▶ Aim of the exercise:
Repeat all of the data precisely.
───── Records to use
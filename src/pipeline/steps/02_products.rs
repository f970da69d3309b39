use super::llm_helper::{instructions_block, query_llm_with_logging, report_fallback};
use crate::analysis::AnalysisData;
use crate::job::table::products_csv;
use crate::job::{JobRef, OutputStamp, ProductSummary, Step1Output, Step2Output, StepId};
use crate::parser::parse_products;
use crate::pipeline::context::PipelineContext;
use crate::pipeline::error::StepError;
use crate::pipeline::result::StepRequest;
use crate::pipeline::step_trait::{StepExecutor, StepOutcome};
use async_trait::async_trait;
use tracing::info;

const PHASE: &str = "product_identification";

/// Extracts the production list from the step 1 analysis with the LLM.
#[derive(Debug, Default, Clone, Copy)]
pub struct ProductIdentificationStep;

fn build_prompt(analysis: &AnalysisData, download_url: Option<&str>, instructions: Option<&str>) -> String {
    format!(
        r#"Extract the list of products to be manufactured from this CAD blueprint analysis.

Analysis:
{}

Blueprint PDF: {}

Respond with JSON:
{{
  "products": [
    {{"name": "product name or type code", "description": "specification and purpose", "cnt": <integer quantity>}}
  ]
}}

Rules:
- Always return at least one product
- Quantities are written with units such as 台, 個, 枚, セット or 式
- "Type B-2 4台、棚板各2枚" means 4 of Type B-2 and 8 shelf boards (棚板)
- Keep type codes exactly as written (e.g. "Type C-2")
- Use 1 when no quantity is stated
- Merge duplicates
{}
"#,
        analysis.combined_text(),
        download_url.unwrap_or("unavailable"),
        instructions_block(instructions)
    )
}

#[async_trait]
impl StepExecutor for ProductIdentificationStep {
    fn step(&self) -> StepId {
        StepId::ProductIdentification
    }

    async fn execute(
        &self,
        ctx: &PipelineContext,
        job: &JobRef,
        request: &StepRequest,
    ) -> Result<StepOutcome, StepError> {
        let document = ctx.load(job).await?;
        let step1: Step1Output = document.output(StepId::Acquisition)?;
        let analysis = step1.analysis_json.analysis_data;

        let prompt = build_prompt(&analysis, document.signed_url(), request.instructions());
        let response = query_llm_with_logging(ctx, prompt, PHASE).await?;

        let outcome = parse_products(&response, &analysis);
        let (items, method, fallback_reason) = outcome.into_parts();
        if let Some(reason) = &fallback_reason {
            report_fallback(ctx, PHASE, method, reason);
        }

        let summary = ProductSummary::from_items(&items);
        info!(
            products = summary.total_product_types,
            quantity = summary.total_quantity,
            method = %method,
            "Production list extracted"
        );

        let description = format!(
            "製品リストを抽出しました（{}種類、合計{}個、抽出方法: {}）",
            summary.total_product_types, summary.total_quantity, method
        );
        let output = Step2Output {
            formatted_table: products_csv(&items),
            production_list: items,
            description: description.clone(),
            summary,
            extraction_method: method,
            fallback_reason,
            user_instructions: request.instructions().map(str::to_string),
            stamp: OutputStamp::success(),
        };
        let value = ctx.persist_output(job, self.step(), &output).await?;

        Ok(StepOutcome {
            output: value,
            message: description,
        })
    }
}
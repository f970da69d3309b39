//! Errors raised by LLM clients.

use serde::{Deserialize, Serialize};
use std::fmt;

#[derive(Debug, Clone, Serialize, Deserialize)]
pub enum BackendError {
    /// API request failed with the given message
    ApiError {
        message: String,
        status_code: Option<u16>,
    },

    TimeoutError { seconds: u64 },

    ConfigurationError { message: String },

    Other { message: String },
}

impl fmt::Display for BackendError {
    fn fmt(&self, f: &mut fmt::Formatter<'_>) -> fmt::Result {
        match self {
            BackendError::ApiError {
                message,
                status_code,
            } => {
                if let Some(code) = status_code {
                    write!(f, "API error ({}): {}", code, message)
                } else {
                    write!(f, "API error: {}", message)
                }
            }
            BackendError::TimeoutError { seconds } => {
                write!(f, "LLM request timed out after {} seconds", seconds)
            }
            BackendError::ConfigurationError { message } => {
                write!(f, "LLM configuration error: {}", message)
            }
            BackendError::Other { message } => write!(f, "LLM error: {}", message),
        }
    }
}

impl std::error::Error for BackendError {}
──────────
▶ Answer space:
filename src/pipeline/steps/02_products.rs
repository f970da69d3309b39
use super::llm_helper::{instructions_block, query_llm_with_logging, report_fallback};
use crate::analysis::AnalysisData;
use crate::job::table::products_csv;
use crate::job::{JobRef, OutputStamp, ProductSummary, Step1Output, Step2Output, StepId};
use crate::parser::parse_products;
use crate::pipeline::context::PipelineContext;
use crate::pipeline::error::StepError;
use crate::pipeline::result::StepRequest;
use crate::pipeline::step_trait::{StepExecutor, StepOutcome};
use async_trait::async_trait;
use tracing::info;

const PHASE: &str = "product_identification";

/// Extracts the production list from the step 1 analysis with the LLM.
#[derive(Debug, Default, Clone, Copy)]
pub struct ProductIdentificationStep;

fn build_prompt(analysis: &AnalysisData, download_url: Option<&str>, instructions: Option<&str>) -> String {
    format!(
        r#"Extract the list of products to be manufactured from this CAD blueprint analysis.

Analysis:
{}

Blueprint PDF: {}

Respond with JSON:
{{
  "products": [
    {{"name": "product name or type code", "description": "specification and purpose", "cnt": <integer quantity>}}
  ]
}}

Rules:
- Always return at least one product
- Quantities are written with units such as 台, 個, 枚, セット or 式
- "Type B-2 4台、棚板各2枚" means 4 of Type B-2 and 8 shelf boards (棚板)
- Keep type codes exactly as written (e.g. "Type C-2")
- Use 1 when no quantity is stated
- Merge duplicates
{}
"#,
        analysis.combined_text(),
        download_url.unwrap_or("unavailable"),
        instructions_block(instructions)
    )
}

#[async_trait]
impl StepExecutor for ProductIdentificationStep {
    fn step(&self) -> StepId {
        StepId::ProductIdentification
    }

    async fn execute(
        &self,
        ctx: &PipelineContext,
        job: &JobRef,
        request: &StepRequest,
    ) -> Result<StepOutcome, StepError> {
        let document = ctx.load(job).await?;
        let step1: Step1Output = document.output(StepId::Acquisition)?;
        let analysis = step1.analysis_json.analysis_data;

        let prompt = build_prompt(&analysis, document.signed_url(), request.instructions());
        let response = query_llm_with_logging(ctx, prompt, PHASE).await?;

        let outcome = parse_products(&response, &analysis);
        let (items, method, fallback_reason) = outcome.into_parts();
        if let Some(reason) = &fallback_reason {
            report_fallback(ctx, PHASE, method, reason);
        }

        let summary = ProductSummary::from_items(&items);
        info!(
            products = summary.total_product_types,
            quantity = summary.total_quantity,
            method = %method,
            "Production list extracted"
        );

        let description = format!(
            "製品リストを抽出しました（{}種類、合計{}個、抽出方法: {}）",
            summary.total_product_types, summary.total_quantity, method
        );
        let output = Step2Output {
            formatted_table: products_csv(&items),
            production_list: items,
            description: description.clone(),
            summary,
            extraction_method: method,
            fallback_reason,
            user_instructions: request.instructions().map(str::to_string),
            stamp: OutputStamp::success(),
        };
        let value = ctx.persist_output(job, self.step(), &output).await?;

        Ok(StepOutcome {
            output: value,
            message: description,
        })
    }
}
repository f970da69d3309b39
//! Errors raised by LLM clients.

use serde::{Deserialize, Serialize};
use std::fmt;

#[derive(Debug, Clone, Serialize, Deserialize)]
pub enum BackendError {
    /// API request failed with the given message
    ApiError {
        message: String,
        status_code: Option<u16>,
    },

    TimeoutError { seconds: u64 },

    ConfigurationError { message: String },

    Other { message: String },
}

impl fmt::Display for BackendError {
    fn fmt(&self, f: &mut fmt::Formatter<'_>) -> fmt::Result {
        match self {
            BackendError::ApiError {
                message,
                status_code,
            } => {
                if let Some(code) = status_code {
                    write!(f, "API error ({}): {}", code, message)
                } else {
                    write!(f, "API error: {}", message)
                }
            }
            BackendError::TimeoutError { seconds } => {
                write!(f, "LLM request timed out after {} seconds", seconds)
            }
            BackendError::ConfigurationError { message } => {
                write!(f, "LLM configuration error: {}", message)
            }
            BackendError::Other { message } => write!(f, "LLM error: {}", message),
        }
    }
}

impl std::error::Error for BackendError {}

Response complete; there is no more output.